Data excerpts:

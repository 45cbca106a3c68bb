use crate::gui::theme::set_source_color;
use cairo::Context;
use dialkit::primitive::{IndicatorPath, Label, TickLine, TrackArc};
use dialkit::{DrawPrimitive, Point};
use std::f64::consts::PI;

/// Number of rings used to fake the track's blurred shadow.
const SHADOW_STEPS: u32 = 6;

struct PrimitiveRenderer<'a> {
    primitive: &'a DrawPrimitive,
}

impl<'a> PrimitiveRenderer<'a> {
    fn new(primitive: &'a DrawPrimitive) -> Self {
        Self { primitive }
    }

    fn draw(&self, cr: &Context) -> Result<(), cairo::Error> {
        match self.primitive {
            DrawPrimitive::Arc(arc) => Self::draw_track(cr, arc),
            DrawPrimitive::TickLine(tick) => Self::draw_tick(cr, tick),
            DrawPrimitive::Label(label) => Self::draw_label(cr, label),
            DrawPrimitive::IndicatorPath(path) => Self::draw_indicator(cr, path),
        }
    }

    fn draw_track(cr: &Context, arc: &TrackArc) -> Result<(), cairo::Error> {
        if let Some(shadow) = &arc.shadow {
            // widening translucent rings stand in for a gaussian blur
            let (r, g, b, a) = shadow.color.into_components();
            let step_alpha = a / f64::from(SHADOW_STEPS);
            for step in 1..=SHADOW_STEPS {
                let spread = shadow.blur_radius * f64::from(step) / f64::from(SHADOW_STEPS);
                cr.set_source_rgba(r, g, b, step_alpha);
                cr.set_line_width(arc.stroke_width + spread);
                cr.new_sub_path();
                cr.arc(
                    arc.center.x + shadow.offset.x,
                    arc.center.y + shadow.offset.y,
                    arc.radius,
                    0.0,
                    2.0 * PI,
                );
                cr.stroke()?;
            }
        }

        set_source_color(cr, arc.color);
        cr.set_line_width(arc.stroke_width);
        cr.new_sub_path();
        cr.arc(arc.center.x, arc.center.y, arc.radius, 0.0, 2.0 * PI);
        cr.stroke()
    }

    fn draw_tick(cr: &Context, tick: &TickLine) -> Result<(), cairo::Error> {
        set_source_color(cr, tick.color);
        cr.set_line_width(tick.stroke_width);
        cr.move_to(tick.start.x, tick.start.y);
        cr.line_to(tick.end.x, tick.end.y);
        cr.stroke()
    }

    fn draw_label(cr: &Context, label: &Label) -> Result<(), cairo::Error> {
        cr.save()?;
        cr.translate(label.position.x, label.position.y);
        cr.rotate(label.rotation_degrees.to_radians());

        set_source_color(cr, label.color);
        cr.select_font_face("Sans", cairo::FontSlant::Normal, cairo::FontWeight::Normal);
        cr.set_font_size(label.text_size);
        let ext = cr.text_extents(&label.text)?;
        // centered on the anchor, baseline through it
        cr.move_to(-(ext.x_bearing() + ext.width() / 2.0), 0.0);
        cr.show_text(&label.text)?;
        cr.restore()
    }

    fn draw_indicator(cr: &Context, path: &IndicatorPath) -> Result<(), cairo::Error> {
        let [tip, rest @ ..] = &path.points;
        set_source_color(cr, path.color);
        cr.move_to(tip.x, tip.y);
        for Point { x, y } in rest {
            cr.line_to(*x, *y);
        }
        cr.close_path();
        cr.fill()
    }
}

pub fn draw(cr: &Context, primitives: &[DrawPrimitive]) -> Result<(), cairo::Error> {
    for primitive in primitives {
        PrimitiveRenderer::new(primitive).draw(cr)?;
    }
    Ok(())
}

■ Problem requirements: Would you copy out all of the entries exactly?

■ Answer to this exercise:
repository 45cbca106a3c68bb
use crate::gui::theme::set_source_color;
use cairo::Context;
use dialkit::primitive::{IndicatorPath, Label, TickLine, TrackArc};
use dialkit::{DrawPrimitive, Point};
use std::f64::consts::PI;

/// Number of rings used to fake the track's blurred shadow.
const SHADOW_STEPS: u32 = 6;

struct PrimitiveRenderer<'a> {
    primitive: &'a DrawPrimitive,
}

impl<'a> PrimitiveRenderer<'a> {
    fn new(primitive: &'a DrawPrimitive) -> Self {
        Self { primitive }
    }

    fn draw(&self, cr: &Context) -> Result<(), cairo::Error> {
        match self.primitive {
            DrawPrimitive::Arc(arc) => Self::draw_track(cr, arc),
            DrawPrimitive::TickLine(tick) => Self::draw_tick(cr, tick),
            DrawPrimitive::Label(label) => Self::draw_label(cr, label),
            DrawPrimitive::IndicatorPath(path) => Self::draw_indicator(cr, path),
        }
    }

    fn draw_track(cr: &Context, arc: &TrackArc) -> Result<(), cairo::Error> {
        if let Some(shadow) = &arc.shadow {
            // widening translucent rings stand in for a gaussian blur
            let (r, g, b, a) = shadow.color.into_components();
            let step_alpha = a / f64::from(SHADOW_STEPS);
            for step in 1..=SHADOW_STEPS {
                let spread = shadow.blur_radius * f64::from(step) / f64::from(SHADOW_STEPS);
                cr.set_source_rgba(r, g, b, step_alpha);
                cr.set_line_width(arc.stroke_width + spread);
                cr.new_sub_path();
                cr.arc(
                    arc.center.x + shadow.offset.x,
                    arc.center.y + shadow.offset.y,
                    arc.radius,
                    0.0,
                    2.0 * PI,
                );
                cr.stroke()?;
            }
        }

        set_source_color(cr, arc.color);
        cr.set_line_width(arc.stroke_width);
        cr.new_sub_path();
        cr.arc(arc.center.x, arc.center.y, arc.radius, 0.0, 2.0 * PI);
        cr.stroke()
    }

    fn draw_tick(cr: &Context, tick: &TickLine) -> Result<(), cairo::Error> {
        set_source_color(cr, tick.color);
        cr.set_line_width(tick.stroke_width);
        cr.move_to(tick.start.x, tick.start.y);
        cr.line_to(tick.end.x, tick.end.y);
        cr.stroke()
    }

    fn draw_label(cr: &Context, label: &Label) -> Result<(), cairo::Error> {
        cr.save()?;
        cr.translate(label.position.x, label.position.y);
        cr.rotate(label.rotation_degrees.to_radians());

        set_source_color(cr, label.color);
        cr.select_font_face("Sans", cairo::FontSlant::Normal, cairo::FontWeight::Normal);
        cr.set_font_size(label.text_size);
        let ext = cr.text_extents(&label.text)?;
        // centered on the anchor, baseline through it
        cr.move_to(-(ext.x_bearing() + ext.width() / 2.0), 0.0);
        cr.show_text(&label.text)?;
        cr.restore()
    }

    fn draw_indicator(cr: &Context, path: &IndicatorPath) -> Result<(), cairo::Error> {
        let [tip, rest @ ..] = &path.points;
        set_source_color(cr, path.color);
        cr.move_to(tip.x, tip.y);
        for Point { x, y } in rest {
            cr.line_to(*x, *y);
        }
        cr.close_path();
        cr.fill()
    }
}

pub fn draw(cr: &Context, primitives: &[DrawPrimitive]) -> Result<(), cairo::Error> {
    for primitive in primitives {
        PrimitiveRenderer::new(primitive).draw(cr)?;
    }
    Ok(())
}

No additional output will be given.